Are you failing your fitness targets without micro goals?
Wooo! It’s the second week of September and my first Taekwon-Do competition is in T minus two days! I have lost 10kg in 10 weeks through a combination of eating well and training every day. Even though I told myself I wouldn't have any chocolate since I started my weight loss journey, I wasn't able to keep that promise to myself. So I had to train extra hard to work off my fortnightly block of chocolate! Through this experience, I now know that my willpower is pretty much nil. 😂
If you read my last post, you’ll know that I’ve been wearing a finger splint since August. What you don’t know is that around the same time that happened, I also (very stupidly) kicked my sparring partner in a way that caused me to bruise my left quad muscle. My thigh turned red first, then blue and dark purple, before fading to green and yellow – basically all the colours of the rainbow. Who knows, hopefully there will be a pot of gold at the end of this rainbow! Like a medal, maybe...
I never knew how much I took my quads for granted until I struggled with the simple motion of getting in and out my car. Seriously, take a moment to thank your lucky stars that you never had to swing your leg forward (like you were kicking a soccer ball), then use both of your arms to lift the offending leg to get out of your car. That was a nightmare that I’ll be glad not to have to relive again!
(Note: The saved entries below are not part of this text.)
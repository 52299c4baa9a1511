use clap::{Parser, Subcommand};
use shonin::prelude::*;
use std::fs;
use std::time::Instant;
use tracing_subscriber::EnvFilter;

/// Validate, inspect and simulate declarative approval flows
#[derive(Parser, Debug)]
#[command(version, about, long_about = None)]
struct Cli {
    /// Optional engine configuration JSON file
    #[arg(short, long, global = true)]
    config: Option<String>,

    /// Compare `==`/`!=` by JSON type instead of string form
    #[arg(long, global = true)]
    strict_equality: bool,

    /// Raise log verbosity (overridden by RUST_LOG)
    #[arg(short, long, global = true, action = clap::ArgAction::Count)]
    verbose: u8,

    #[command(subcommand)]
    command: Command,
}

#[derive(Subcommand, Debug)]
enum Command {
    /// Check a flow definition's structure
    Validate {
        /// Path to the flow definition JSON file
        flow_path: String,
    },
    /// Check that a literal status sequence is reachable in a flow
    Path {
        flow_path: String,
        /// Ordered statuses, e.g. `in_process approved`
        #[arg(required = true)]
        statuses: Vec<String>,
    },
    /// Evaluate a condition tree against a context
    Conditions {
        /// Path to the condition tree JSON file
        conditions_path: String,
        /// Path to the evaluation context JSON file
        context_path: String,
        /// Report every leaf condition
        #[arg(short, long)]
        details: bool,
    },
    /// Resolve (and optionally commit) an action against an approval
    Resolve {
        flow_path: String,
        /// Path to the approval instance JSON file
        approval_path: String,
        /// A stage id, status or label; omit for condition-driven routing
        action: Option<String>,
        /// Path to the evaluation context JSON file
        #[arg(long)]
        context: Option<String>,
        /// Commit the resolved transition as this actor and print the result
        #[arg(long)]
        commit_as: Option<String>,
        #[arg(long)]
        comment: Option<String>,
    },
}

fn main() {
    let cli = Cli::parse();
    init_logging(cli.verbose);

    let engine = build_engine(&cli);
    let start = Instant::now();
    match cli.command {
        Command::Validate { flow_path } => run_validate(&engine, &flow_path),
        Command::Path {
            flow_path,
            statuses,
        } => run_path(&engine, &flow_path, &statuses),
        Command::Conditions {
            conditions_path,
            context_path,
            details,
        } => run_conditions(&engine, &conditions_path, &context_path, details),
        Command::Resolve {
            flow_path,
            approval_path,
            action,
            context,
            commit_as,
            comment,
        } => run_resolve(
            &engine,
            &flow_path,
            &approval_path,
            action,
            context.as_deref(),
            commit_as.as_deref(),
            comment.as_deref(),
        ),
    }
    tracing::debug!(elapsed = ?start.elapsed(), "command finished");
}

fn init_logging(verbose: u8) {
    let default_level = match verbose {
        0 => "warn",
        1 => "debug",
        _ => "trace",
    };
    let filter =
        EnvFilter::try_from_default_env().unwrap_or_else(|_| EnvFilter::new(default_level));
    tracing_subscriber::fmt()
        .with_env_filter(filter)
        .with_writer(std::io::stderr)
        .init();
}

fn build_engine(cli: &Cli) -> FlowEngine {
    let config = match &cli.config {
        Some(path) => EngineConfig::from_json(&read_file(path, "engine config"))
            .unwrap_or_else(|e| exit_with_error(&format!("Invalid engine config: {}", e))),
        None => EngineConfig::default(),
    };
    let mut builder = FlowEngine::builder().with_config(config);
    if cli.strict_equality {
        builder = builder.equality(EqualityMode::Strict);
    }
    builder.build()
}

fn run_validate(engine: &FlowEngine, flow_path: &str) {
    let definition = load_flow(flow_path);
    let report = engine.inspect_flow_definition(&definition);

    for warning in &report.warnings {
        println!("  -> Warning: {}", warning);
    }
    if report.is_valid() {
        println!(
            "Flow '{}' v{} is valid ({} stages).",
            definition.name,
            definition.version,
            definition.stages.len()
        );
    } else {
        println!("Flow '{}' is invalid:", definition.name);
        for issue in &report.issues {
            println!("  -> {}", issue);
        }
        std::process::exit(1);
    }
}

fn run_path(engine: &FlowEngine, flow_path: &str, statuses: &[String]) {
    let definition = load_flow(flow_path);
    let evaluation = engine.evaluate_flow_path(&definition, statuses);
    if evaluation.is_valid {
        println!("Path {} is valid.", statuses.join(" -> "));
    } else {
        println!("Path {} is invalid:", statuses.join(" -> "));
        for issue in &evaluation.issues {
            println!("  -> {}", issue);
        }
        std::process::exit(1);
    }
}

fn run_conditions(engine: &FlowEngine, conditions_path: &str, context_path: &str, details: bool) {
    let node = ConditionNode::from_json(&read_file(conditions_path, "conditions"))
        .unwrap_or_else(|e| exit_with_error(&format!("Invalid condition tree: {}", e)));
    let context = load_context(context_path);

    if !details {
        let passed = engine.evaluate_conditions(&node, &context);
        println!("passed: {}", passed);
        return;
    }

    let report = engine.evaluate_conditions_with_details(&node, &context);
    println!("passed: {}", report.passed);
    println!("reason: {}", report.reason());
    println!("trace:  {}", TraceFormatter::format_report(&node, &report));
    for detail in &report.details {
        let marker = if detail.passed { "pass" } else { "FAIL" };
        println!("  [{}] {}", marker, TraceFormatter::format_detail(detail));
    }
}

fn run_resolve(
    engine: &FlowEngine,
    flow_path: &str,
    approval_path: &str,
    action: Option<String>,
    context_path: Option<&str>,
    commit_as: Option<&str>,
    comment: Option<&str>,
) {
    let definition = load_flow(flow_path);
    let approval: ApprovalInstance = serde_json::from_str(&read_file(approval_path, "approval"))
        .unwrap_or_else(|e| exit_with_error(&format!("Invalid approval JSON: {}", e)));
    let context = context_path.map(load_context).unwrap_or_default();
    let action = action.map(Action::Named).unwrap_or(Action::Auto);

    let resolved = engine
        .resolve(&definition, &approval, &action, &context)
        .unwrap_or_else(|e| exit_with_error(&format!("Resolution failed: {}", e)));

    println!(
        "Resolved '{}' from stage '{}' -> status '{}' (stage {:?}, matched by {:?})",
        action,
        resolved.source_stage_id,
        resolved.status,
        resolved.next_stage_id,
        resolved.matched_by
    );

    if let Some(actor) = commit_as {
        let updated = engine
            .apply_transition(&approval, &resolved, actor, comment)
            .unwrap_or_else(|e| exit_with_error(&format!("Commit failed: {}", e)));
        let json = serde_json::to_string_pretty(&updated)
            .unwrap_or_else(|e| exit_with_error(&format!("Failed to encode approval: {}", e)));
        println!("{}", json);
    }
}

fn load_flow(path: &str) -> FlowDefinition {
    FlowDefinition::from_json(&read_file(path, "flow definition"))
        .unwrap_or_else(|e| exit_with_error(&format!("Invalid flow definition: {}", e)))
}

fn load_context(path: &str) -> EvaluationContext {
    EvaluationContext::from_json(&read_file(path, "context"))
        .unwrap_or_else(|e| exit_with_error(&format!("Invalid context: {}", e)))
}

fn read_file(path: &str, what: &str) -> String {
    fs::read_to_string(path).unwrap_or_else(|e| {
        exit_with_error(&format!("Failed to read {} file '{}': {}", what, path, e))
    })
}

fn exit_with_error(message: &str) -> ! {
    eprintln!("\nError: {}", message);
    std::process::exit(1);
}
But really, I’ve been very lucky. Despite training extra hard over the last month, I have only sustained these two injuries. It’s due to the strength training exercises I’ve been doing; all the strengthening exercises have helped me avoid many joint injuries and feeling weak after losing weight. This was helped by healthy eating and good sleeping habits.
So many of us fail to achieve the goals we set because they seem too daunting, too unattainable. But it doesn’t have to be that way. We can have those long-term goals that may seem almost like pipe dreams, but we also need achievable micro goals that we can complete on a daily or weekly basis. Small steps. Something simple enough to follow so we can focus on the small achievements that will give us a confidence boost and motivate us to keep going.
If we try to make it too complicated and time-consuming, we will never be able keep up. I believe this applies to many things in life, like weight loss. If aiming to lose 10 kg in total, then setting a goal to lose 200 g every week would be achievable and rewarding (as opposed to trying extreme dieting or exercise regimens, then stressing out over the inevitable plateau and scrapping the goal).
Now that the weather is warming up, it’s time to come out of hibernation and get fit. Dig those workout clothes out of the deepest corner of the wardrobe and get your butts moving!
In the meantime, I’m off to Melbourne for my first Taekwon-Do competition. Wish me luck!